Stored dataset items
//! Instruction kinds and their static metadata.
//!
//! Everything the optimizer needs to know about an instruction without
//! interpreting it lives here: its operands, whether it produces a value,
//! and its inherent type (a type guaranteed by the opcode regardless of
//! operands, e.g. an array allocation always yields an array).

use crate::module::{BlockId, FuncId, InstId, LitId, ParamId, ValueId, VarId};
use crate::types::Type;
use smallvec::SmallVec;

#[derive(Clone, Copy, Debug, PartialEq, Eq)]
pub enum UnaryOp {
    /// `void x`
    Void,
    /// `typeof x`
    Typeof,
    /// `-x`
    Minus,
    /// `++x`
    Inc,
    /// `--x`
    Dec,
    /// `~x`
    Tilde,
    /// `!x`
    Bang,
}

#[derive(Clone, Copy, Debug, PartialEq, Eq)]
pub enum BinaryOp {
    Equal,
    NotEqual,
    StrictEqual,
    StrictNotEqual,
    LessThan,
    LessThanOrEqual,
    GreaterThan,
    GreaterThanOrEqual,
    In,
    InstanceOf,
    Add,
    Subtract,
    Multiply,
    Divide,
    Exponentiation,
    Modulo,
    LeftShift,
    RightShift,
    UnsignedRightShift,
    BitAnd,
    BitOr,
    BitXor,
}

#[derive(Clone, Debug)]
pub enum InstKind {
    /// SSA merge at a block head: one incoming value per predecessor.
    Phi { entries: Vec<(ValueId, BlockId)> },

    Unary {
        op: UnaryOp,
        operand: ValueId,
    },
    Binary {
        op: BinaryOp,
        lhs: ValueId,
        rhs: ValueId,
    },

    // Moves and slot traffic.
    Mov { src: ValueId },
    ImplicitMov { src: ValueId },
    LoadConst { src: LitId },
    LoadParam { param: ParamId },
    LoadStack { addr: InstId },
    StoreStack { addr: InstId, value: ValueId },
    LoadFrame { var: VarId },
    StoreFrame { var: VarId, value: ValueId },

    // Property traffic.
    LoadProperty { object: ValueId, property: ValueId },
    TryLoadGlobalProperty { name: LitId },
    StoreProperty {
        object: ValueId,
        property: ValueId,
        value: ValueId,
    },
    StoreOwnProperty {
        object: ValueId,
        property: ValueId,
        value: ValueId,
    },
    StoreGetterSetter {
        object: ValueId,
        property: ValueId,
        getter: ValueId,
        setter: ValueId,
    },
    DeleteProperty { object: ValueId, property: ValueId },

    // Allocations and creators.
    AllocStack,
    AllocObject,
    AllocArray { size: u32 },
    AllocObjectLiteral,
    AllocObjectFromBuffer,
    GetTemplateObject,
    CreateArguments,
    CreateRegExp { pattern: LitId, flags: LitId },
    CreateFunction { func: FuncId },
    CreateGenerator { func: FuncId },
    GetBuiltinClosure { builtin: u32 },
    GetGlobalObject,
    CreateEnvironment,
    ResolveEnvironment { depth: u32 },
    GetThisNS,
    CreateThis { callee: ValueId },
    GetConstructedObject {
        this_value: ValueId,
        construct: InstId,
    },

    // Calls.
    Call { callee: ValueId, args: Vec<ValueId> },
    Construct { callee: ValueId, args: Vec<ValueId> },
    CallBuiltin { builtin: u32, args: Vec<ValueId> },

    // Coercions.
    CoerceThisNS { operand: ValueId },
    AddEmptyString { operand: ValueId },
    AsNumber { operand: ValueId },
    AsNumeric { operand: ValueId },
    AsInt32 { operand: ValueId },

    // Checked accesses.
    ThrowIfEmpty { checked: ValueId },
    PrLoad {
        object: ValueId,
        index: u32,
        checked_type: Type,
    },
    PrStore {
        object: ValueId,
        index: u32,
        value: ValueId,
    },

    // Environments, iterators, generators and the rest.
    DirectEval { code: ValueId },
    Catch,
    GetNewTarget,
    IteratorBegin { source: ValueId },
    IteratorNext { iterator: ValueId, source: ValueId },
    IteratorClose { iterator: ValueId },
    LoadFromEnvironment { env: ValueId, slot: u32 },
    StoreToEnvironment {
        env: ValueId,
        slot: u32,
        value: ValueId,
    },
    ResumeGenerator,
    GetArgumentsPropByVal { index: ValueId },
    GetArgumentsLength,
    DeclareGlobalVar { name: LitId },
    Debugger,
    TryStart,
    TryEnd,
    ProfilePoint { point: u16 },
    ReifyArguments,
}

impl InstKind {
    /// Values read by this instruction.
    pub fn operands(&self) -> SmallVec<[ValueId; 4]> {
        use InstKind::*;
        match self {
            Phi { entries } => entries.iter().map(|&(v, _)| v).collect(),
            Unary { operand, .. }
            | CoerceThisNS { operand }
            | AddEmptyString { operand }
            | AsNumber { operand }
            | AsNumeric { operand }
            | AsInt32 { operand } => [*operand].into_iter().collect(),
            Binary { lhs, rhs, .. } => [*lhs, *rhs].into_iter().collect(),
            Mov { src } | ImplicitMov { src } => [*src].into_iter().collect(),
            LoadConst { src } => [ValueId::Literal(*src)].into_iter().collect(),
            LoadParam { param } => [ValueId::Param(*param)].into_iter().collect(),
            LoadStack { addr } => [ValueId::Inst(*addr)].into_iter().collect(),
            StoreStack { addr, value } => [ValueId::Inst(*addr), *value].into_iter().collect(),
            LoadFrame { var } => [ValueId::Var(*var)].into_iter().collect(),
            StoreFrame { var, value } => [ValueId::Var(*var), *value].into_iter().collect(),
            LoadProperty { object, property } | DeleteProperty { object, property } => {
                [*object, *property].into_iter().collect()
            }
            TryLoadGlobalProperty { name } | DeclareGlobalVar { name } => {
                [ValueId::Literal(*name)].into_iter().collect()
            }
            StoreProperty {
                object,
                property,
                value,
            }
            | StoreOwnProperty {
                object,
                property,
                value,
            } => [*object, *property, *value].into_iter().collect(),
            StoreGetterSetter {
                object,
                property,
                getter,
                setter,
            } => [*object, *property, *getter, *setter].into_iter().collect(),
            CreateRegExp { pattern, flags } => {
                [ValueId::Literal(*pattern), ValueId::Literal(*flags)]
                    .into_iter()
                    .collect()
            }
            CreateFunction { func } | CreateGenerator { func } => {
                [ValueId::Func(*func)].into_iter().collect()
            }
            CreateThis { callee } => [*callee].into_iter().collect(),
            GetConstructedObject {
                this_value,
                construct,
            } => [*this_value, ValueId::Inst(*construct)].into_iter().collect(),
            Call { callee, args } | Construct { callee, args } => {
                let mut ops: SmallVec<[ValueId; 4]> = [*callee].into_iter().collect();
                ops.extend(args.iter().copied());
                ops
            }
            CallBuiltin { args, .. } => args.iter().copied().collect(),
            ThrowIfEmpty { checked } => [*checked].into_iter().collect(),
            PrLoad { object, .. } => [*object].into_iter().collect(),
            PrStore { object, value, .. } => [*object, *value].into_iter().collect(),
            DirectEval { code } => [*code].into_iter().collect(),
            IteratorBegin { source } => [*source].into_iter().collect(),
            IteratorNext { iterator, source } => [*iterator, *source].into_iter().collect(),
            IteratorClose { iterator } => [*iterator].into_iter().collect(),
            LoadFromEnvironment { env, .. } => [*env].into_iter().collect(),
            StoreToEnvironment { env, value, .. } => [*env, *value].into_iter().collect(),
            GetArgumentsPropByVal { index } => [*index].into_iter().collect(),
            AllocStack
            | AllocObject
            | AllocArray { .. }
            | AllocObjectLiteral
            | AllocObjectFromBuffer
            | GetTemplateObject
            | CreateArguments
            | GetBuiltinClosure { .. }
            | GetGlobalObject
            | CreateEnvironment
            | ResolveEnvironment { .. }
            | GetThisNS
            | Catch
            | GetNewTarget
            | ResumeGenerator
            | GetArgumentsLength
            | Debugger
            | TryStart
            | TryEnd
            | ProfilePoint { .. }
            | ReifyArguments => SmallVec::new(),
        }
    }

    /// Whether the instruction produces a value. Instructions without an
    /// output keep a NoType annotation; everything else must end the pass
    /// with a non-NoType annotation.
    pub fn has_output(&self) -> bool {
        use InstKind::*;
        !matches!(
            self,
            StoreStack { .. }
                | StoreFrame { .. }
                | StoreProperty { .. }
                | StoreOwnProperty { .. }
                | StoreGetterSetter { .. }
                | StoreToEnvironment { .. }
                | PrStore { .. }
                | DeclareGlobalVar { .. }
                | Debugger
                | TryStart
                | TryEnd
                | ProfilePoint { .. }
                | ReifyArguments
        )
    }

    /// The type guaranteed by the opcode itself, independent of operands.
    pub fn inherent_type(&self) -> Option<Type> {
        use InstKind::*;
        match self {
            AllocArray { .. } => Some(Type::array()),
            AllocObjectLiteral | AllocObjectFromBuffer | GetTemplateObject | GetGlobalObject => {
                Some(Type::object())
            }
            CreateArguments => Some(Type::arguments()),
            CreateRegExp { .. } => Some(Type::regexp()),
            CreateFunction { .. } | CreateGenerator { .. } | GetBuiltinClosure { .. } => {
                Some(Type::closure())
            }
            CreateEnvironment | ResolveEnvironment { .. } => Some(Type::environment()),
            CoerceThisNS { .. } => Some(Type::object()),
            AddEmptyString { .. } => Some(Type::string()),
            AsNumber { .. } => Some(Type::number()),
            AsNumeric { .. } => Some(Type::number().union(Type::bigint())),
            AsInt32 { .. } => Some(Type::int32()),
            _ => None,
        }
    }

    /// A short name for logs and fatal errors.
    pub fn name(&self) -> &'static str {
        use InstKind::*;
        match self {
            Phi { .. } => "Phi",
            Unary { .. } => "Unary",
            Binary { .. } => "Binary",
            Mov { .. } => "Mov",
            ImplicitMov { .. } => "ImplicitMov",
            LoadConst { .. } => "LoadConst",
            LoadParam { .. } => "LoadParam",
            LoadStack { .. } => "LoadStack",
            StoreStack { .. } => "StoreStack",
            LoadFrame { .. } => "LoadFrame",
            StoreFrame { .. } => "StoreFrame",
            LoadProperty { .. } => "LoadProperty",
            TryLoadGlobalProperty { .. } => "TryLoadGlobalProperty",
            StoreProperty { .. } => "StoreProperty",
            StoreOwnProperty { .. } => "StoreOwnProperty",
            StoreGetterSetter { .. } => "StoreGetterSetter",
            DeleteProperty { .. } => "DeleteProperty",
            AllocStack => "AllocStack",
            AllocObject => "AllocObject",
            AllocArray { .. } => "AllocArray",
            AllocObjectLiteral => "AllocObjectLiteral",
            AllocObjectFromBuffer => "AllocObjectFromBuffer",
            GetTemplateObject => "GetTemplateObject",
            CreateArguments => "CreateArguments",
            CreateRegExp { .. } => "CreateRegExp",
            CreateFunction { .. } => "CreateFunction",
            CreateGenerator { .. } => "CreateGenerator",
            GetBuiltinClosure { .. } => "GetBuiltinClosure",
            GetGlobalObject => "GetGlobalObject",
            CreateEnvironment => "CreateEnvironment",
            ResolveEnvironment { .. } => "ResolveEnvironment",
            GetThisNS => "GetThisNS",
            CreateThis { .. } => "CreateThis",
            GetConstructedObject { .. } => "GetConstructedObject",
            Call { .. } => "Call",
            Construct { .. } => "Construct",
            CallBuiltin { .. } => "CallBuiltin",
            CoerceThisNS { .. } => "CoerceThisNS",
            AddEmptyString { .. } => "AddEmptyString",
            AsNumber { .. } => "AsNumber",
            AsNumeric { .. } => "AsNumeric",
            AsInt32 { .. } => "AsInt32",
            ThrowIfEmpty { .. } => "ThrowIfEmpty",
            PrLoad { .. } => "PrLoad",
            PrStore { .. } => "PrStore",
            DirectEval { .. } => "DirectEval",
            Catch => "Catch",
            GetNewTarget => "GetNewTarget",
            IteratorBegin { .. } => "IteratorBegin",
            IteratorNext { .. } => "IteratorNext",
            IteratorClose { .. } => "IteratorClose",
            LoadFromEnvironment { .. } => "LoadFromEnvironment",
            StoreToEnvironment { .. } => "StoreToEnvironment",
            ResumeGenerator => "ResumeGenerator",
            GetArgumentsPropByVal { .. } => "GetArgumentsPropByVal",
            GetArgumentsLength => "GetArgumentsLength",
            DeclareGlobalVar { .. } => "DeclareGlobalVar",
            Debugger => "Debugger",
            TryStart => "TryStart",
            TryEnd => "TryEnd",
            ProfilePoint { .. } => "ProfilePoint",
            ReifyArguments => "ReifyArguments",
        }
    }
}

[WORK INSTRUCTION]
Every line in the records above with the string "GetThisNS" in it should be shown.

[YOUR SOLUTION]
    GetThisNS,
            | GetThisNS
            GetThisNS => "GetThisNS",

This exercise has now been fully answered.